Lima, 31 de mayo [Por el Grupo Firbas, especial para el Diario Récord]. Nuevamente Lima vibró
con toda la emoción de la Fórmula 1. Tras seis años, el monoplaza del Infiniti
Red Bull Racing volvió a dejar su firma sobre el pavimento y la gran cantidad
de público que se hizo presente en el Red Bull F1 Circuito Lima disfrutó de un
gran día totalmente gratuito.

Unas sesenta mil
personas aprovecharon el domingo familiar y desde muy tempano se ubicaron a lo
largo del Paseo de los Héroes Navales. El edificio Rimac, el Museo de Arte
Italiano y el Palacio de Justicia sirvieron como fondo de lujo en un escenario
especialmente condicionado de 1.2 kilómetros de longitud.
“Sainz hizo vibrar a todos. Se ganó a todo
el Perú. Hasta el peruano que no entendía ni conocía la Fórmula 1, hoy se llevó
una buena idea de lo que es experimentar toda esta emoción” comentó Joanna
Boloña, quien junto a Gian Piero Díaz tuvieron a su cargo la animación del
evento.
“¡Impresionante! La convocatoria, el día a
día, todo súper organizado. La gente se ha ido con una experiencia muy bonita.

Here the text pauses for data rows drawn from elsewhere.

//! Cooperative periodic timers
//!
//! Registration returns a [`TimerId`] that must be cleared to release the
//! timer. Nothing fires on its own: the owner calls [`TimerQueue::fire_due`]
//! from its loop and dispatches the returned ids.

use std::collections::BTreeMap;
use std::time::Duration;

/// Smallest accepted period; a zero period would fire on every poll
const MIN_PERIOD: Duration = Duration::from_millis(1);

/// Handle to a registered interval timer
#[derive(Debug, Clone, Copy, PartialEq, Eq, Hash, PartialOrd, Ord)]
pub struct TimerId(u64);

#[derive(Debug, Clone, Copy)]
struct IntervalTimer {
    period: Duration,
    next_due: Duration,
}

/// Registry of interval timers
#[derive(Debug, Default)]
pub struct TimerQueue {
    next_id: u64,
    timers: BTreeMap<TimerId, IntervalTimer>,
}

impl TimerQueue {
    pub fn new() -> Self {
        Self::default()
    }

    /// Register a timer firing every `period`, first at `now + period`
    pub fn set_interval(&mut self, now: Duration, period: Duration) -> TimerId {
        let period = period.max(MIN_PERIOD);
        let id = TimerId(self.next_id);
        self.next_id += 1;
        self.timers.insert(
            id,
            IntervalTimer {
                period,
                next_due: now + period,
            },
        );
        id
    }

    /// Release a timer; returns false if it was not registered
    pub fn clear(&mut self, id: TimerId) -> bool {
        self.timers.remove(&id).is_some()
    }

    pub fn is_active(&self, id: TimerId) -> bool {
        self.timers.contains_key(&id)
    }

    /// Number of registered timers
    pub fn len(&self) -> usize {
        self.timers.len()
    }

    pub fn is_empty(&self) -> bool {
        self.timers.is_empty()
    }

    /// Earliest time any timer is due
    pub fn next_deadline(&self) -> Option<Duration> {
        self.timers.values().map(|t| t.next_due).min()
    }

    /// Collect every timer due at `now` and schedule its next firing
    ///
    /// A timer that missed several periods fires once; its next deadline is
    /// re-anchored one period after `now`.
    pub fn fire_due(&mut self, now: Duration) -> Vec<TimerId> {
        let mut fired = Vec::new();
        for (id, timer) in self.timers.iter_mut() {
            if timer.next_due > now {
                continue;
            }
            fired.push(*id);
            timer.next_due += timer.period;
            if timer.next_due <= now {
                timer.next_due = now + timer.period;
            }
        }
        fired
    }
}

#[cfg(test)]
mod tests {
    use super::*;

    fn ms(v: u64) -> Duration {
        Duration::from_millis(v)
    }

    #[test]
    fn test_fires_on_period() {
        let mut timers = TimerQueue::new();
        let id = timers.set_interval(ms(0), ms(50));

        assert!(timers.fire_due(ms(49)).is_empty());
        assert_eq!(timers.fire_due(ms(50)), vec![id]);
        assert!(timers.fire_due(ms(60)).is_empty());
        assert_eq!(timers.fire_due(ms(100)), vec![id]);
    }

    #[test]
    fn test_late_poll_coalesces_missed_periods() {
        let mut timers = TimerQueue::new();
        let id = timers.set_interval(ms(0), ms(50));

        assert_eq!(timers.fire_due(ms(230)), vec![id]);
        assert_eq!(timers.next_deadline(), Some(ms(280)));
        assert!(timers.fire_due(ms(250)).is_empty());
    }

    #[test]
    fn test_clear_releases_once() {
        let mut timers = TimerQueue::new();
        let id = timers.set_interval(ms(0), ms(50));
        assert!(timers.is_active(id));
        assert!(timers.clear(id));
        assert!(!timers.clear(id));
        assert!(timers.is_empty());
        assert!(timers.fire_due(ms(500)).is_empty());
    }

    #[test]
    fn test_zero_period_is_clamped() {
        let mut timers = TimerQueue::new();
        timers.set_interval(ms(10), Duration::ZERO);
        assert_eq!(timers.next_deadline(), Some(ms(11)));
    }

    #[test]
    fn test_ids_are_unique() {
        let mut timers = TimerQueue::new();
        let a = timers.set_interval(ms(0), ms(10));
        timers.clear(a);
        let b = timers.set_interval(ms(0), ms(10));
        assert_ne!(a, b);
        assert_eq!(timers.len(), 1);
    }
}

Carlos tuvo química con el público peruano, que siempre es maravilloso, buena
onda y que lo quiere y admira muchísimo. Definitivamente se va contento de
haber estado en el Perú y qué mejor manera de llevarse todo el cariño de
nuestro país”, agregó Gian Piero.
Carlos Sainz, en
plena temporada del Campeonato Mundial de Fórmula 1, se dio una pausa en su
apretada agenda y tras su gran actuación el último fin de semana en el Gran
Premio de Mónaco, llegó a Lima para conducir el Infiniti Red Bull a toda
velocidad. El próximo fin de semana competirá en Canadá, por eso ha sido todo
un lujo y privilegio tenerlo en nuestro país.
“Fue un día muy
especial, he disfrutado muchísimo. Las instalaciones estuvieron perfectas para
poder correr un Fórmula 1, porque superamos los 260 km/h y logramos hacer
muchas maniobras y vueltas. Ha sido para mí perfecto. Agradezco a todo el
público que vino. Gracias al Perú y su gente”, declaró Carlos Sainz.
El auto cuatro veces
campeón del mundo aceleró a toda velocidad su motor Renault V8 de 2400cc,
quemando llantas y dejando su huella a lo largo del recorrido. El espectacular
sonido característico de un Fórmula 1 puso la piel de gallina a todos.